In the entries below, every line that contains "intensity" must be located and copied.

Data records section start

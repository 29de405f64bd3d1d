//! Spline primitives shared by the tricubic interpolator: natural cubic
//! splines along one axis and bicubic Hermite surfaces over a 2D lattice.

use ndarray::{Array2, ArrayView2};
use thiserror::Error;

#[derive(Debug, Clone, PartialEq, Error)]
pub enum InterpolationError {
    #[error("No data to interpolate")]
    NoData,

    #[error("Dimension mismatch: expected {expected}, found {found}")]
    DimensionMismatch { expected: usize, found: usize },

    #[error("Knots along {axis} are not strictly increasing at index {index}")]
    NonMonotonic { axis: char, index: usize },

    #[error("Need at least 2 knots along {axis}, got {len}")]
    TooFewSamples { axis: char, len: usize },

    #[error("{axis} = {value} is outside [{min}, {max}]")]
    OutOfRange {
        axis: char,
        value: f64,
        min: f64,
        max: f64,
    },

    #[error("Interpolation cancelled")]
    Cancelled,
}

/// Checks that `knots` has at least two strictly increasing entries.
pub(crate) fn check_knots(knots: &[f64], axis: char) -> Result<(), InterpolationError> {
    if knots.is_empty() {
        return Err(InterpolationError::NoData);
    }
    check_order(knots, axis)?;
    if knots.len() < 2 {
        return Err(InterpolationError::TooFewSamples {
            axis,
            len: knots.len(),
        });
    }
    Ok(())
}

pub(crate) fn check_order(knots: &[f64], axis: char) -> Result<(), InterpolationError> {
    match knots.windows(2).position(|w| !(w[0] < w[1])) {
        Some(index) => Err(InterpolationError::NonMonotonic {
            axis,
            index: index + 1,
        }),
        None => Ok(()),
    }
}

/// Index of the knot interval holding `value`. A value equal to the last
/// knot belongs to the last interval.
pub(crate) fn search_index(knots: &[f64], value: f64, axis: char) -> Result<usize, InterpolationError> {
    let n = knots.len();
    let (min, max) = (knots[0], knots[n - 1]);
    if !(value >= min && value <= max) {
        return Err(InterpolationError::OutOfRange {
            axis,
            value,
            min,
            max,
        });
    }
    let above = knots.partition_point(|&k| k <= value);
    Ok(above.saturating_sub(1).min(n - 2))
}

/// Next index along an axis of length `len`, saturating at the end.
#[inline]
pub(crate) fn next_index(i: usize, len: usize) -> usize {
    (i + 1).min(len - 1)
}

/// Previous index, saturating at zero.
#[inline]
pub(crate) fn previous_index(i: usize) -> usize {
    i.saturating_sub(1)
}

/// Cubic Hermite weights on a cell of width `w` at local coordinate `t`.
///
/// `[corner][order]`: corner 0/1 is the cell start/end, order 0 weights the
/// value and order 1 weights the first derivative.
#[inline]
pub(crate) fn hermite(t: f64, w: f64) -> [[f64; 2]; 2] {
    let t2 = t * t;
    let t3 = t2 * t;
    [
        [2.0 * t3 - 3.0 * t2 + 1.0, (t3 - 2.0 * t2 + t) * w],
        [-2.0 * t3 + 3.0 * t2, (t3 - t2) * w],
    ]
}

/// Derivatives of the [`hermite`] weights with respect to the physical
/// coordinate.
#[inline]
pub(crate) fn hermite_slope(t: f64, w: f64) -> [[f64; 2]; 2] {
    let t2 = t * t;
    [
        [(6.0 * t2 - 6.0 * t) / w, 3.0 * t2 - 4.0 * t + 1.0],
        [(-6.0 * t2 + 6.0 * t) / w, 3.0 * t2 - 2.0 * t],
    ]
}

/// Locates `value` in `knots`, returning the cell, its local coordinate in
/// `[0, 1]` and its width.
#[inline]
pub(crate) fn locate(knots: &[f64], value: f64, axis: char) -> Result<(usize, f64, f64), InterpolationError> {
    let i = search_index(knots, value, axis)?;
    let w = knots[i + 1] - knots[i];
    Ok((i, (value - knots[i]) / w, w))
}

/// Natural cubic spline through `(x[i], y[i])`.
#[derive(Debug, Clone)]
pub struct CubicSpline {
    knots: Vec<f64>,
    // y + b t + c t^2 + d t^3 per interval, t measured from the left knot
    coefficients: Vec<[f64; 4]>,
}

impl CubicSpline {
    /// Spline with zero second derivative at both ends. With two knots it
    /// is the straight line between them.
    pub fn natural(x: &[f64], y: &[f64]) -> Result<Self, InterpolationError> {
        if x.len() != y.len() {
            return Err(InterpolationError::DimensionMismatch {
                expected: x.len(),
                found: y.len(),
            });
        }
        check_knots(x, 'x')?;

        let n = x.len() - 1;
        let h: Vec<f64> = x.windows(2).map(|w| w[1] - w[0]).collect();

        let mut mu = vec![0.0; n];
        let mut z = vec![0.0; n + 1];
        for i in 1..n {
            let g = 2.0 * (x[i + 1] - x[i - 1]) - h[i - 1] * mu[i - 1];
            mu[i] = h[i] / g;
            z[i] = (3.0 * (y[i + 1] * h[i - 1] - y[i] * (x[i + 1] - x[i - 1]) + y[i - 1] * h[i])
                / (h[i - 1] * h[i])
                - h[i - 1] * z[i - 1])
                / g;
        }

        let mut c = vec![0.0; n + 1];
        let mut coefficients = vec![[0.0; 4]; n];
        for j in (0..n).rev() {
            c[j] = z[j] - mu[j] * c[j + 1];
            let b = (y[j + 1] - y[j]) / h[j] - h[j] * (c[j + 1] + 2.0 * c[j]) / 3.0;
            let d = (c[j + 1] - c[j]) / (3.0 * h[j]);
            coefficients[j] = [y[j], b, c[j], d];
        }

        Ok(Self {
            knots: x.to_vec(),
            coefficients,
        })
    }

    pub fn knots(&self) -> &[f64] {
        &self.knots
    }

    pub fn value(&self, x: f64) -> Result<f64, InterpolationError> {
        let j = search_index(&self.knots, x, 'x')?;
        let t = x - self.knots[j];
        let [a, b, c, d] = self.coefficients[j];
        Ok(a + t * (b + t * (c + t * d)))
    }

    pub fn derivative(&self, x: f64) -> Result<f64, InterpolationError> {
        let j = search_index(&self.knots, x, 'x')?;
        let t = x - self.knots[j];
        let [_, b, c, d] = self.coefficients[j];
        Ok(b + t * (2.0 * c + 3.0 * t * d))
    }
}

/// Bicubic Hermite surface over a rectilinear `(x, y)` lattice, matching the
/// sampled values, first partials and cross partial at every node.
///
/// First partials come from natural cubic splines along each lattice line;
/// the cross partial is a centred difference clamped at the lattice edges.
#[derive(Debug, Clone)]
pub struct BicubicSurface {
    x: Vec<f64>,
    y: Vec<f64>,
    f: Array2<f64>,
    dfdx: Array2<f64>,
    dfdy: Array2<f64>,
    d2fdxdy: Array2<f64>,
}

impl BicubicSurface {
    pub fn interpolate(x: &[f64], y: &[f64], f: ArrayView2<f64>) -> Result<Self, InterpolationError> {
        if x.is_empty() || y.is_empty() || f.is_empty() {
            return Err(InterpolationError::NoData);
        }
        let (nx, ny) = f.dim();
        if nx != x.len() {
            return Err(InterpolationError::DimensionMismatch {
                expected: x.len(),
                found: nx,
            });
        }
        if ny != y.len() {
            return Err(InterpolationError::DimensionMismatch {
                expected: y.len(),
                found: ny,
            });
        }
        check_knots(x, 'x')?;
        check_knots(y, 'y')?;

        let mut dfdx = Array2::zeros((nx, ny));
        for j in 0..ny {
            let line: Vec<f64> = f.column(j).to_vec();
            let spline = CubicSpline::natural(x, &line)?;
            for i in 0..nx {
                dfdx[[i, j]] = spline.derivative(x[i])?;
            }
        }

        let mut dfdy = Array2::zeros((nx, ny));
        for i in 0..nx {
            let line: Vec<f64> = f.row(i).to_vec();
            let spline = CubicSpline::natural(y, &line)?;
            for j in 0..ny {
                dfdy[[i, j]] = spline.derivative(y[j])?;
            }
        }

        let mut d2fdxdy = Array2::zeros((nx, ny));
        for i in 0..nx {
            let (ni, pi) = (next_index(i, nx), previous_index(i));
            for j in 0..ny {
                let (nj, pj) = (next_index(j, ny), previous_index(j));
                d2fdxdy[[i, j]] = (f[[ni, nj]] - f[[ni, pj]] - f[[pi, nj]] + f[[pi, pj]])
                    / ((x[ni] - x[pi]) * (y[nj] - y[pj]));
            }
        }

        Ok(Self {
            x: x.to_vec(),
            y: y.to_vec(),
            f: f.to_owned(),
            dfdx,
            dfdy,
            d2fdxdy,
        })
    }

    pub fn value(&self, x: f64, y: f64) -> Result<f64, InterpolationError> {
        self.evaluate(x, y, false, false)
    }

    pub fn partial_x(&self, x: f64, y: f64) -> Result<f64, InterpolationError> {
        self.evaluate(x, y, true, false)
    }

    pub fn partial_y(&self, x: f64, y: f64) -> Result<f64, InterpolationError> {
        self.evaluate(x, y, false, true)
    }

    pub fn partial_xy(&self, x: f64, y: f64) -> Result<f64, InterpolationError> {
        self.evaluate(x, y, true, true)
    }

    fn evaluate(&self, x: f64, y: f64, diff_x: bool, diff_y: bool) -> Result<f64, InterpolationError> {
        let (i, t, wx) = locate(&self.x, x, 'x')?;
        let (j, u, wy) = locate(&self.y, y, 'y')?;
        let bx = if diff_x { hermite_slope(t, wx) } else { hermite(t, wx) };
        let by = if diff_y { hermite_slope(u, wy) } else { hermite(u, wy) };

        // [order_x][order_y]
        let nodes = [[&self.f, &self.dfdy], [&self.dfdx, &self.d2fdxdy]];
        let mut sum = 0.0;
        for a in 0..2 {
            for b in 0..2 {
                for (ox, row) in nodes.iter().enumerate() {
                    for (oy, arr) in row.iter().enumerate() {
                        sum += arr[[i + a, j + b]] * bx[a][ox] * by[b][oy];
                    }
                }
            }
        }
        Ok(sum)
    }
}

Data records section end
Data records section start

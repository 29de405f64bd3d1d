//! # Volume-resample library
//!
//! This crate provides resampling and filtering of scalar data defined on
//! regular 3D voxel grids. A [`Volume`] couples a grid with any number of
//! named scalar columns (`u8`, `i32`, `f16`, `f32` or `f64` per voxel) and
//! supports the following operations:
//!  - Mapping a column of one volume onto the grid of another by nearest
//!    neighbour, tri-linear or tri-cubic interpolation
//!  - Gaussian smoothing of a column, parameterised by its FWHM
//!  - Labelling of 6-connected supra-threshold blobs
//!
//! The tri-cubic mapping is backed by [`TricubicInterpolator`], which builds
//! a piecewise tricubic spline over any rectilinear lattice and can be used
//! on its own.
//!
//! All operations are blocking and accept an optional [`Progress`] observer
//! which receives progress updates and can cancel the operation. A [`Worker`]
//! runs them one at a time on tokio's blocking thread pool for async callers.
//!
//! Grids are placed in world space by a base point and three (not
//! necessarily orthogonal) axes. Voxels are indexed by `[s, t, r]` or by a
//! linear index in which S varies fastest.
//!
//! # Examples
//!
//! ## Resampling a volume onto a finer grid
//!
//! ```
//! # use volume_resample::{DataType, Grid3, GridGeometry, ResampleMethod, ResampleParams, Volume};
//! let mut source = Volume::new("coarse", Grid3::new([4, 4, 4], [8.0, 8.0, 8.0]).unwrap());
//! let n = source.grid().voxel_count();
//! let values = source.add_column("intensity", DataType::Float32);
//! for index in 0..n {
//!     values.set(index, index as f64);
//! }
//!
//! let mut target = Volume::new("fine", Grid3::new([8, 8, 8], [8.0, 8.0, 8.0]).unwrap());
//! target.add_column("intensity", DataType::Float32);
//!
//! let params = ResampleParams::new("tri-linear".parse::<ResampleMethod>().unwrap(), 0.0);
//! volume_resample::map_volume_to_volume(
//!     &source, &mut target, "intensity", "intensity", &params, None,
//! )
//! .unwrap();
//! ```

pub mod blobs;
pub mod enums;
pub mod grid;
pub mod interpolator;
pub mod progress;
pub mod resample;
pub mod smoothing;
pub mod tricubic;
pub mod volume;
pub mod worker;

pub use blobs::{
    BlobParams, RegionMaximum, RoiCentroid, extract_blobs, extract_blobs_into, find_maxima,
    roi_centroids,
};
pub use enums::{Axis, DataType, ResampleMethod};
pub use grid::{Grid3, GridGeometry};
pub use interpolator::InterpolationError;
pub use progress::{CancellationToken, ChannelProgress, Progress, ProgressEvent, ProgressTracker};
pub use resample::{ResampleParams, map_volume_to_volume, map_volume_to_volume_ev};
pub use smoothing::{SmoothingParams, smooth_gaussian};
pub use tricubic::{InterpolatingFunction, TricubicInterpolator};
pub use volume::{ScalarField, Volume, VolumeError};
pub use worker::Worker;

Data records section end
Data records section start

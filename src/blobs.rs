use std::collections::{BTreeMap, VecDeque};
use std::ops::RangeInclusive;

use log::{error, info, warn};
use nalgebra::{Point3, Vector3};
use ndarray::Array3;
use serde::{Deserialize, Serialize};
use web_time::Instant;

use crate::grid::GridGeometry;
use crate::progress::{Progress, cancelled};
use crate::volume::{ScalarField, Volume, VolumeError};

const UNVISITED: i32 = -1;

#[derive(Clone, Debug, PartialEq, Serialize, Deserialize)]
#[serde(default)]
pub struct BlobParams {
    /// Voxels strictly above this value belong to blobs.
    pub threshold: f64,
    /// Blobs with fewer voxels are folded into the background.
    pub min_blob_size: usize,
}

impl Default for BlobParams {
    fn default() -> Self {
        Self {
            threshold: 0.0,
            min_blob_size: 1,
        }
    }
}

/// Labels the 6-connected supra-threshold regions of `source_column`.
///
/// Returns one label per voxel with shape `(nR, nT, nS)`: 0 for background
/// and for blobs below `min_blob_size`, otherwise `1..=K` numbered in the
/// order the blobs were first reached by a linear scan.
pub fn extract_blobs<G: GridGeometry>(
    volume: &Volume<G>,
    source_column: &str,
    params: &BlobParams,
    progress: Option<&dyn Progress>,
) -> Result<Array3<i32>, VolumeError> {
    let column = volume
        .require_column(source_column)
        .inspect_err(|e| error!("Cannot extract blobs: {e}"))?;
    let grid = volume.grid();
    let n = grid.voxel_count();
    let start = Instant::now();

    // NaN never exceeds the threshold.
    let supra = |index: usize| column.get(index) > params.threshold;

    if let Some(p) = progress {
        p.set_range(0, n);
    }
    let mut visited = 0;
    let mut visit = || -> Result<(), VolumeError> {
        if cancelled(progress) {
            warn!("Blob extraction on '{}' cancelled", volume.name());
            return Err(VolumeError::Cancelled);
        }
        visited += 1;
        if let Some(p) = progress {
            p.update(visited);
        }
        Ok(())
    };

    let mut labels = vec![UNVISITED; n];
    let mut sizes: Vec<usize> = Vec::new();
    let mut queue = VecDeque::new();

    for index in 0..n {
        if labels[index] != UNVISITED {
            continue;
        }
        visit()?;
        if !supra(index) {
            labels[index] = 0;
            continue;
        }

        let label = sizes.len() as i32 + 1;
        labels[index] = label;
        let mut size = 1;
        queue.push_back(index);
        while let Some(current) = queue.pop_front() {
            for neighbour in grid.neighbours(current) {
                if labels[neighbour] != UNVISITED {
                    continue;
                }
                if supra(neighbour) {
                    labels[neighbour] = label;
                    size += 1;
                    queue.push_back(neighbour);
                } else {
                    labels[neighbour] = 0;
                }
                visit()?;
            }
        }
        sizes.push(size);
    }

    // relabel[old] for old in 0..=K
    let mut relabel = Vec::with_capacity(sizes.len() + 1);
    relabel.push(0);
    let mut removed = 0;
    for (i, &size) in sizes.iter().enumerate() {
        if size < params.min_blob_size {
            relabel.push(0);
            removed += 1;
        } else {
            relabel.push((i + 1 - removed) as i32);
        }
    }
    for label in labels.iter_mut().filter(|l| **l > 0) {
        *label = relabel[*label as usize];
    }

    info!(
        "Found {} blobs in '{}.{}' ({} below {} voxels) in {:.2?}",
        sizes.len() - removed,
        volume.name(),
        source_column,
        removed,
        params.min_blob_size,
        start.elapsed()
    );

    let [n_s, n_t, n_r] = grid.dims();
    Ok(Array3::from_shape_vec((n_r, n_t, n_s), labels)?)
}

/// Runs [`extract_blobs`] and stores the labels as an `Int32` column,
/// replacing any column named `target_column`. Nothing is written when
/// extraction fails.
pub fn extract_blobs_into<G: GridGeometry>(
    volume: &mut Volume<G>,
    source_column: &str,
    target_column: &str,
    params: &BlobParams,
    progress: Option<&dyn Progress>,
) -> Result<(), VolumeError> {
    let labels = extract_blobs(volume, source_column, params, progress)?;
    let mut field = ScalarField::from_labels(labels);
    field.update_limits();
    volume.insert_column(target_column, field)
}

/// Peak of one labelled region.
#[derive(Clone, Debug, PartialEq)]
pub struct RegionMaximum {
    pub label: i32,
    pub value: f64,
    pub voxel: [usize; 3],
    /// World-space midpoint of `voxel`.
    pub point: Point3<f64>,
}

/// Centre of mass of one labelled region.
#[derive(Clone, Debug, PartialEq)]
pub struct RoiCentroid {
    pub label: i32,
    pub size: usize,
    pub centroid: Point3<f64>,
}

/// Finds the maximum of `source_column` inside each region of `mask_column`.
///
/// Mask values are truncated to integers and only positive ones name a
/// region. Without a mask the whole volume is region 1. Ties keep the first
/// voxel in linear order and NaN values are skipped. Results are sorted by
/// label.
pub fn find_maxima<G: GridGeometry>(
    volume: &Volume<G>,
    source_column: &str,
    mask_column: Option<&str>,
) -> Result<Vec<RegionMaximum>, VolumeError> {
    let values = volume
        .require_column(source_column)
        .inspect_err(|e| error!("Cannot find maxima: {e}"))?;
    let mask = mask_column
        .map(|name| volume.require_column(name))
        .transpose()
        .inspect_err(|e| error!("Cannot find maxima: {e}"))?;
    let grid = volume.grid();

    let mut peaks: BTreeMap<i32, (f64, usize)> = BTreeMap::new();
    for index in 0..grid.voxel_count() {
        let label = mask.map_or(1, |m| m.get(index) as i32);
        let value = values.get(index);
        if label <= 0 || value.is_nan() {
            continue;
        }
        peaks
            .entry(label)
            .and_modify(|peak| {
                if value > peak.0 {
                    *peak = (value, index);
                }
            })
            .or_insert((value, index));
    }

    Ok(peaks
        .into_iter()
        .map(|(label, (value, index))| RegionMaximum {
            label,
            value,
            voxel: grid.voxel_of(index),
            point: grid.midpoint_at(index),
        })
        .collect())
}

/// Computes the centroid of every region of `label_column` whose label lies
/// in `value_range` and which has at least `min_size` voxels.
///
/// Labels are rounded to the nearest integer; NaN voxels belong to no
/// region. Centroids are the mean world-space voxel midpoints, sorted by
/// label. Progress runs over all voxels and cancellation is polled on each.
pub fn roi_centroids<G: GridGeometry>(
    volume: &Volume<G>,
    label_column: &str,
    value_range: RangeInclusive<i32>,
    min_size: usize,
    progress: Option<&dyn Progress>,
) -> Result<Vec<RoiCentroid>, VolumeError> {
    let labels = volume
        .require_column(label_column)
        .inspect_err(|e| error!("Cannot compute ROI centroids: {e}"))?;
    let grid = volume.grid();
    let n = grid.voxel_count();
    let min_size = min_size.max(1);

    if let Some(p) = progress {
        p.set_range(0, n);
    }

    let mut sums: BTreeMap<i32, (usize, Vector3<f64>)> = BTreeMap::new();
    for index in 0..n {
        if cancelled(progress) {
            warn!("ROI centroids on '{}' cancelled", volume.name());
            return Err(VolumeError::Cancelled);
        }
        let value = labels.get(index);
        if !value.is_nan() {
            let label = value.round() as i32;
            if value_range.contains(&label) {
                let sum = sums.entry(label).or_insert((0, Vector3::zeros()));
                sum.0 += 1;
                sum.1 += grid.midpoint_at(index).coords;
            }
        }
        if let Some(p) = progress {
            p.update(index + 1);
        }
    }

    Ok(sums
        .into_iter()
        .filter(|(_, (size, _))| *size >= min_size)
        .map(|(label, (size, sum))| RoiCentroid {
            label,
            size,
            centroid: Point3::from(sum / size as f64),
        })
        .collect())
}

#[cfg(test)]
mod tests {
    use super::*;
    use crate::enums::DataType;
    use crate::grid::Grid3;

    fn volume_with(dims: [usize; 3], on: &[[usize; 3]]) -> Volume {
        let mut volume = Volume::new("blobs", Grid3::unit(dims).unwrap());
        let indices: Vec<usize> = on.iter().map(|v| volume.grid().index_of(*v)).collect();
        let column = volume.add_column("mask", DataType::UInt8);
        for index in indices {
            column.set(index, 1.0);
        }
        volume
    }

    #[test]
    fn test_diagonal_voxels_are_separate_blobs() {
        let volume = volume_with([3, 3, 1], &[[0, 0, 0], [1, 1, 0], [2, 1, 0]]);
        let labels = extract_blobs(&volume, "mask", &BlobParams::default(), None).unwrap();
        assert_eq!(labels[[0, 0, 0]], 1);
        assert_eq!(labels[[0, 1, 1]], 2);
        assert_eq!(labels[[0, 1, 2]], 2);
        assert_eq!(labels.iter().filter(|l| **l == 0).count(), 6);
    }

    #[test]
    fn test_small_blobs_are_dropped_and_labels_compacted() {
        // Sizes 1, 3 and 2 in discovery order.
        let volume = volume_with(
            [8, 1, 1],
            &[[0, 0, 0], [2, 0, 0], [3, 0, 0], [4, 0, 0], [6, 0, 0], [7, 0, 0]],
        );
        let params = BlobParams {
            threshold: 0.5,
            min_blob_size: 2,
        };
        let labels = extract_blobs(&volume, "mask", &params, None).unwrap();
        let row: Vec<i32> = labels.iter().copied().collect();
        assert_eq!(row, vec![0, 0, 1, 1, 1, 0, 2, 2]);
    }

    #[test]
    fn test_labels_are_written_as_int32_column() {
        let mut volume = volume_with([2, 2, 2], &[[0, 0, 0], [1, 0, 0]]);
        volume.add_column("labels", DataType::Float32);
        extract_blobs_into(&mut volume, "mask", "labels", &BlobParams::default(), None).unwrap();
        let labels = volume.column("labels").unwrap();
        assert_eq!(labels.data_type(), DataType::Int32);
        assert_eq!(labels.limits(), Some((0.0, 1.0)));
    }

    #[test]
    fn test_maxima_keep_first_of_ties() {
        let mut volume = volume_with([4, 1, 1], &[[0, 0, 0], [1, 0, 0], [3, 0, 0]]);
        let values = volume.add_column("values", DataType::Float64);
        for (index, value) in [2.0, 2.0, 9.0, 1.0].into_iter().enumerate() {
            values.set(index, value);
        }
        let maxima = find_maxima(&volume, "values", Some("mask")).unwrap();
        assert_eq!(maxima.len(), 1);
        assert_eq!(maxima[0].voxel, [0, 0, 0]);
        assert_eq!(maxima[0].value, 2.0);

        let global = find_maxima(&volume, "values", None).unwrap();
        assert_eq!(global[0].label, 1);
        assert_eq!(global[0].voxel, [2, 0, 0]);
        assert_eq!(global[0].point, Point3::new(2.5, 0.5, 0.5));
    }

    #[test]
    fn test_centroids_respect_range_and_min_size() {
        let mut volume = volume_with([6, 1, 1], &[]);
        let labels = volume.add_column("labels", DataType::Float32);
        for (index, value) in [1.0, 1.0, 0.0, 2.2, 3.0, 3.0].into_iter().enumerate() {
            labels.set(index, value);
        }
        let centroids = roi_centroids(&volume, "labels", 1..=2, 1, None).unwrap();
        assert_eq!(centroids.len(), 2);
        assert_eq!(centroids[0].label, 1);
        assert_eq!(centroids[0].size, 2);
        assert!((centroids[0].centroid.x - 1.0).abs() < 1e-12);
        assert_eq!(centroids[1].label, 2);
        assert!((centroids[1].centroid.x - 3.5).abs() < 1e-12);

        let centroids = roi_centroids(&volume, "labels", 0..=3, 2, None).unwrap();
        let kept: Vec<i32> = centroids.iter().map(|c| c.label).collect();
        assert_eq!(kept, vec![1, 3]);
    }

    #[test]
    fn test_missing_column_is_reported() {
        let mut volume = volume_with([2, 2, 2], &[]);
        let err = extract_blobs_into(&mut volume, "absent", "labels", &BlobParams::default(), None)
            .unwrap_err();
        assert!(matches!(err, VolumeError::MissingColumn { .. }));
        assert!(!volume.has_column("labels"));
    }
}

Data records section end

**Response**
//! let values = source.add_column("intensity", DataType::Float32);
//! target.add_column("intensity", DataType::Float32);
//!     &source, &mut target, "intensity", "intensity", &params, None,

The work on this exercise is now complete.